Ese día, los almiruetenses invitaban a pan con queso, bollos, tortas de chicharrones y madalenas a propios y extraños. Todo lo organizaba una cofradía. Con el tiempo, el Día de la Colación dejó de procesionar hasta la Ermita de la Virgen de los Enebrales, retomándose la celebración en Almiruete. La tradición se perdió a mediados del siglo pasado, y se recuperó a finales, con un formato similar, prácticamente idéntico, al que se lleva a cabo ahora en uno de los primeros sábados de mayo.

La celebración es sencilla y entrañable. Los lugareños lo preparan todo para hornear pan, las magdalenas y las tortas de chicharrones en los días previos. Como cada año, éste también se calentó el Horno del pueblo precioso, con su pared en chaflán curvo y su tejado de pizarra, restaurado por el Ayuntamiento de Tamajón, para que fuera cogiendo temperatura, a lo largo de los días jueves y viernes.
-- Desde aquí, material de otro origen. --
//! GraphQL executor module
//!
//! The executor is split into several sub-modules:
//! - `core`: the [`QueryExecutor`] builder and orchestration
//! - `strategy`: serial, fixed-pool and fork-join scheduling
//! - `field_resolver`: resolution and completion of a single field
//! - `validation`: operation selection and document validation
//! - `utils`: input coercion, field collection and helpers

mod core;
mod field_resolver;
mod strategy;
pub(crate) mod utils;
mod validation;

pub use self::core::QueryExecutor;
pub use strategy::ExecutionStrategy;
pub use utils::OperationKind;
//! Execution context
//!
//! [`ExecutionContext`] is the capability every resolver and strategy sees.
//! One [`RootContext`] is created per execution and owns the shared state:
//! schema, operation, fragment table, variables and root value (all behind
//! `Arc`, never copied), plus the error sink and complexity counter that
//! concurrent workers append to.
//!
//! Nested selection sets run under a [`DepthContext`], a decorator that adds
//! the current depth and forwards everything else to the root context.

use graphql_parser::query::{FragmentDefinition, OperationDefinition};
use serde_json::{Map, Value};
use std::collections::HashMap;
use std::sync::Arc;
use std::sync::atomic::{AtomicBool, AtomicU64, Ordering};

use super::error::{ErrorSink, GraphQLError};
use crate::executor::ExecutionStrategy;
use crate::schema::Schema;

/// Fragment definitions of one document, by name
pub type FragmentTable = HashMap<String, FragmentDefinition<'static, String>>;

/// Read access to everything an execution shares, plus the error sink
pub trait ExecutionContext: Send + Sync {
    fn schema(&self) -> &Schema;

    fn fragments(&self) -> &FragmentTable;

    fn fragment(&self, name: &str) -> Option<&FragmentDefinition<'static, String>> {
        self.fragments().get(name)
    }

    fn operation(&self) -> &OperationDefinition<'static, String>;

    /// Coerced variable values
    fn variables(&self) -> &Map<String, Value>;

    fn root_value(&self) -> &Value;

    /// Strategy used for queries (mutation roots always run serially)
    fn query_strategy(&self) -> &ExecutionStrategy;

    /// Record a field error; safe to call from concurrent workers
    fn add_error(&self, error: GraphQLError);

    /// Errors recorded so far, in append order
    fn errors(&self) -> Vec<GraphQLError>;

    fn add_complexity(&self, weight: u64);

    fn complexity(&self) -> u64;

    fn is_cancelled(&self) -> bool;

    /// Deepest selection-set nesting allowed, if limited
    fn max_depth(&self) -> Option<usize>;

    /// Nesting depth of the selection set being executed (root is 0)
    fn current_depth(&self) -> usize {
        0
    }
}

/// Cooperative cancellation flag shared between a caller and an execution
///
/// Checked before each field is dispatched; resolvers already running are not
/// interrupted.
#[derive(Debug, Clone, Default)]
pub struct CancellationToken {
    cancelled: Arc<AtomicBool>,
}

impl CancellationToken {
    pub fn new() -> Self {
        Self::default()
    }

    pub fn cancel(&self) {
        self.cancelled.store(true, Ordering::SeqCst);
    }

    pub fn is_cancelled(&self) -> bool {
        self.cancelled.load(Ordering::SeqCst)
    }
}

/// Depth-0 context owning the state of one execution
pub struct RootContext {
    schema: Arc<Schema>,
    operation: Arc<OperationDefinition<'static, String>>,
    fragments: Arc<FragmentTable>,
    variables: Arc<Map<String, Value>>,
    root_value: Arc<Value>,
    strategy: ExecutionStrategy,
    errors: ErrorSink,
    complexity: AtomicU64,
    cancellation: CancellationToken,
    max_depth: Option<usize>,
}

impl RootContext {
    pub fn new(
        schema: Arc<Schema>,
        operation: Arc<OperationDefinition<'static, String>>,
        fragments: Arc<FragmentTable>,
        variables: Arc<Map<String, Value>>,
        root_value: Arc<Value>,
        strategy: ExecutionStrategy,
    ) -> Self {
        Self {
            schema,
            operation,
            fragments,
            variables,
            root_value,
            strategy,
            errors: ErrorSink::new(),
            complexity: AtomicU64::new(0),
            cancellation: CancellationToken::new(),
            max_depth: None,
        }
    }

    pub fn with_cancellation(mut self, token: CancellationToken) -> Self {
        self.cancellation = token;
        self
    }

    pub fn with_max_depth(mut self, max_depth: Option<usize>) -> Self {
        self.max_depth = max_depth;
        self
    }
}

impl ExecutionContext for RootContext {
    fn schema(&self) -> &Schema {
        &self.schema
    }

    fn fragments(&self) -> &FragmentTable {
        &self.fragments
    }

    fn operation(&self) -> &OperationDefinition<'static, String> {
        &self.operation
    }

    fn variables(&self) -> &Map<String, Value> {
        &self.variables
    }

    fn root_value(&self) -> &Value {
        &self.root_value
    }

    fn query_strategy(&self) -> &ExecutionStrategy {
        &self.strategy
    }

    fn add_error(&self, error: GraphQLError) {
        self.errors.push(error);
    }

    fn errors(&self) -> Vec<GraphQLError> {
        self.errors.snapshot()
    }

    fn add_complexity(&self, weight: u64) {
        self.complexity.fetch_add(weight, Ordering::Relaxed);
    }

    fn complexity(&self) -> u64 {
        self.complexity.load(Ordering::Relaxed)
    }

    fn is_cancelled(&self) -> bool {
        self.cancellation.is_cancelled()
    }

    fn max_depth(&self) -> Option<usize> {
        self.max_depth
    }
}

/// A context at a given nesting depth, delegating to a base context
///
/// Only the depth is new state; the base is shared, so a child sees exactly
/// the schema, operation, fragments, variables and error sink of its parent.
#[derive(Clone)]
pub struct DepthContext {
    delegate: Arc<dyn ExecutionContext>,
    current_depth: usize,
}

impl DepthContext {
    pub fn new(delegate: Arc<dyn ExecutionContext>, current_depth: usize) -> Self {
        Self {
            delegate,
            current_depth,
        }
    }

    /// Context for a nested selection set, one level deeper
    pub fn child(&self) -> Self {
        Self::new(self.delegate.clone(), self.current_depth + 1)
    }

    pub fn delegate(&self) -> &Arc<dyn ExecutionContext> {
        &self.delegate
    }
}

impl ExecutionContext for DepthContext {
    fn schema(&self) -> &Schema {
        self.delegate.schema()
    }

    fn fragments(&self) -> &FragmentTable {
        self.delegate.fragments()
    }

    fn fragment(&self, name: &str) -> Option<&FragmentDefinition<'static, String>> {
        self.delegate.fragment(name)
    }

    fn operation(&self) -> &OperationDefinition<'static, String> {
        self.delegate.operation()
    }

    fn variables(&self) -> &Map<String, Value> {
        self.delegate.variables()
    }

    fn root_value(&self) -> &Value {
        self.delegate.root_value()
    }

    fn query_strategy(&self) -> &ExecutionStrategy {
        self.delegate.query_strategy()
    }

    fn add_error(&self, error: GraphQLError) {
        self.delegate.add_error(error);
    }

    fn errors(&self) -> Vec<GraphQLError> {
        self.delegate.errors()
    }

    fn add_complexity(&self, weight: u64) {
        self.delegate.add_complexity(weight);
    }

    fn complexity(&self) -> u64 {
        self.delegate.complexity()
    }

    fn is_cancelled(&self) -> bool {
        self.delegate.is_cancelled()
    }

    fn max_depth(&self) -> Option<usize> {
        self.delegate.max_depth()
    }

    fn current_depth(&self) -> usize {
        self.current_depth
    }
}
En la mañana del sábado, los almiruetenses madrugaron para encender el Horno y llevar a cabo, entre todos, el lento y laborioso, incluso extenuante, proceso de amasado de los panes, de a kilo cada uno, que se prepara con harina, agua, sal y levadura.

En estos años desde la recuperación, y a base de ensayo y error, los horneros van acercándose al sabor original de los panes de antaño, pero aún no han llegado a la excelencia. “Seguimos los mismos pasos que nuestros mayores, incluida la técnica de fermentación. Lo heñimos como se hacía antes, pasándolo por los cilindros de la máquina que conservamos en Almiruete, pero el proceso se prolonga un poco más de lo que era habitual y el pan no termina de subir tan rápido como lo recordamos de niños. No sabemos si es por las harinas, que no son como las que se utilizaban entonces, de nuestras propias cosechas, o porque no podemos controlar la temperatura del horno exactamente. En todo caso, cada año nos sale un poco mejor y aprendemos algo más”, cuenta Miguel Mata, uno de los veteranos que retomó la costumbre y se la está transmitiendo a las nuevas generaciones.

A eso de la una, el pan estaba cocido, incluidos los 'pipis', una masa con forma de pájaro que luego se les entrega a los niños, las magdalenas vistas, con una magnífica presencia, y las grandes estrellas de la hornada, las cuatro tortas de chicharrones, preparadas para su degustación. Un centenar de lugareños y visitantes compartieron después el pan, los bollos, magdalenas, tortas, chocolate y limonada, como fuera costumbre antaño. A lo largo de la mañana del sábado, con ellos estuvo Eugenio Esteban, alcalde de Tamajón, que una vez más felicitó a los almiruetenses “por su armonía, saber estar, y por haber sabido recuperar el pasado, transmitiéndoselo al futuro: los niños”.